-- SOURCE INFORMATION follows --

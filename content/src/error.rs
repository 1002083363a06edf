//! Lookup errors surfaced to the page layer.

use std::fmt;

/// Which table a slug was looked up in.
#[derive(Debug, Clone, Copy, PartialEq, Eq)]
pub enum ContentKind {
    Post,
    Project,
}

impl ContentKind {
    #[must_use]
    pub fn as_str(self) -> &'static str {
        match self {
            Self::Post => "post",
            Self::Project => "project",
        }
    }
}

impl fmt::Display for ContentKind {
    fn fmt(&self, f: &mut fmt::Formatter<'_>) -> fmt::Result {
        f.write_str(self.as_str())
    }
}

#[derive(Debug, Clone, PartialEq, Eq, thiserror::Error)]
pub enum ContentError {
    #[error("{kind} not found: {slug}")]
    NotFound { kind: ContentKind, slug: String },
    #[error("invalid slug: {0:?}")]
    InvalidSlug(String),
}

impl ContentError {
    /// Grepable code, mirroring the error-code convention used on the server.
    #[must_use]
    pub fn error_code(&self) -> &'static str {
        match self {
            Self::NotFound { .. } => "E_CONTENT_NOT_FOUND",
            Self::InvalidSlug(_) => "E_INVALID_SLUG",
        }
    }
}
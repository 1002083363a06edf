use content::{ContentSource, StaticContent};

use crate::util::markdown::render_markdown;

#[test]
fn outline_lists_sections_below_the_title() {
    let post = StaticContent::builtin().post("building-scalable-react-applications").unwrap();
    let sections = render_markdown(post.content).outline();
    let top: Vec<_> = sections.iter().filter(|e| e.level == 2).map(|e| e.text.as_str()).collect();
    assert_eq!(
        top,
        ["Component Architecture", "State Management", "Performance Optimization", "Testing Strategy", "Conclusion"]
    );
    assert!(sections.iter().all(|e| (2..=3).contains(&e.level)));
}

#[test]
fn code_inside_fences_never_becomes_a_section() {
    let post = StaticContent::builtin().post("building-scalable-react-applications").unwrap();
    let sections = render_markdown(post.content).outline();
    assert!(sections.iter().all(|e| !e.text.contains("Instead of this")));
}
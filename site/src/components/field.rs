//! Labelled form controls.

use leptos::prelude::*;

#[component]
pub fn FieldLabel(#[prop(into)] for_id: String, children: Children) -> impl IntoView {
    view! { <label class="field__label" for=for_id>{children()}</label> }
}

#[component]
pub fn Input(
    #[prop(into)] id: String,
    #[prop(into)] value: Signal<String>,
    on_input: Callback<String>,
    #[prop(default = "text")] kind: &'static str,
    #[prop(optional)] placeholder: &'static str,
    #[prop(optional)] required: bool,
    #[prop(into, default = Signal::stored(false))] disabled: Signal<bool>,
) -> impl IntoView {
    view! {
        <input
            class="field__input"
            id=id.clone()
            name=id
            type=kind
            placeholder=placeholder
            required=required
            disabled=move || disabled.get()
            prop:value=move || value.get()
            on:input=move |ev| on_input.run(event_target_value(&ev))
        />
    }
}

#[component]
pub fn Textarea(
    #[prop(into)] id: String,
    #[prop(into)] value: Signal<String>,
    on_input: Callback<String>,
    #[prop(default = 6)] rows: u32,
    #[prop(optional)] placeholder: &'static str,
    #[prop(optional)] required: bool,
    #[prop(into, default = Signal::stored(false))] disabled: Signal<bool>,
) -> impl IntoView {
    view! {
        <textarea
            class="field__input field__textarea"
            id=id.clone()
            name=id
            rows=rows.to_string()
            placeholder=placeholder
            required=required
            disabled=move || disabled.get()
            prop:value=move || value.get()
            on:input=move |ev| on_input.run(event_target_value(&ev))
        ></textarea>
    }
}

-- SOURCE INFORMATION concluded --

● **PROBLEM REQUIREMENTS**
Repeat all of the data exactly as given.

● **YOUR SOLUTION**
filename content/src/error.rs
repository 1002083363a06edf
//! Lookup errors surfaced to the page layer.

use std::fmt;

/// Which table a slug was looked up in.
#[derive(Debug, Clone, Copy, PartialEq, Eq)]
pub enum ContentKind {
    Post,
    Project,
}

impl ContentKind {
    #[must_use]
    pub fn as_str(self) -> &'static str {
        match self {
            Self::Post => "post",
            Self::Project => "project",
        }
    }
}

impl fmt::Display for ContentKind {
    fn fmt(&self, f: &mut fmt::Formatter<'_>) -> fmt::Result {
        f.write_str(self.as_str())
    }
}

#[derive(Debug, Clone, PartialEq, Eq, thiserror::Error)]
pub enum ContentError {
    #[error("{kind} not found: {slug}")]
    NotFound { kind: ContentKind, slug: String },
    #[error("invalid slug: {0:?}")]
    InvalidSlug(String),
}

impl ContentError {
    /// Grepable code, mirroring the error-code convention used on the server.
    #[must_use]
    pub fn error_code(&self) -> &'static str {
        match self {
            Self::NotFound { .. } => "E_CONTENT_NOT_FOUND",
            Self::InvalidSlug(_) => "E_INVALID_SLUG",
        }
    }
}
repository 1002083363a06edf
use content::{ContentSource, StaticContent};

use crate::util::markdown::render_markdown;

#[test]
fn outline_lists_sections_below_the_title() {
    let post = StaticContent::builtin().post("building-scalable-react-applications").unwrap();
    let sections = render_markdown(post.content).outline();
    let top: Vec<_> = sections.iter().filter(|e| e.level == 2).map(|e| e.text.as_str()).collect();
    assert_eq!(
        top,
        ["Component Architecture", "State Management", "Performance Optimization", "Testing Strategy", "Conclusion"]
    );
    assert!(sections.iter().all(|e| (2..=3).contains(&e.level)));
}

#[test]
fn code_inside_fences_never_becomes_a_section() {
    let post = StaticContent::builtin().post("building-scalable-react-applications").unwrap();
    let sections = render_markdown(post.content).outline();
    assert!(sections.iter().all(|e| !e.text.contains("Instead of this")));
}
filename site/src/components/field.rs
//! Labelled form controls.

use leptos::prelude::*;

#[component]
pub fn FieldLabel(#[prop(into)] for_id: String, children: Children) -> impl IntoView {
    view! { <label class="field__label" for=for_id>{children()}</label> }
}

#[component]
pub fn Input(
    #[prop(into)] id: String,
    #[prop(into)] value: Signal<String>,
    on_input: Callback<String>,
    #[prop(default = "text")] kind: &'static str,
    #[prop(optional)] placeholder: &'static str,
    #[prop(optional)] required: bool,
    #[prop(into, default = Signal::stored(false))] disabled: Signal<bool>,
) -> impl IntoView {
    view! {
        <input
            class="field__input"
            id=id.clone()
            name=id
            type=kind
            placeholder=placeholder
            required=required
            disabled=move || disabled.get()
            prop:value=move || value.get()
            on:input=move |ev| on_input.run(event_target_value(&ev))
        />
    }
}

#[component]
pub fn Textarea(
    #[prop(into)] id: String,
    #[prop(into)] value: Signal<String>,
    on_input: Callback<String>,
    #[prop(default = 6)] rows: u32,
    #[prop(optional)] placeholder: &'static str,
    #[prop(optional)] required: bool,
    #[prop(into, default = Signal::stored(false))] disabled: Signal<bool>,
) -> impl IntoView {
    view! {
        <textarea
            class="field__input field__textarea"
            id=id.clone()
            name=id
            rows=rows.to_string()
            placeholder=placeholder
            required=required
            disabled=move || disabled.get()
            prop:value=move || value.get()
            on:input=move |ev| on_input.run(event_target_value(&ev))
        ></textarea>
    }
}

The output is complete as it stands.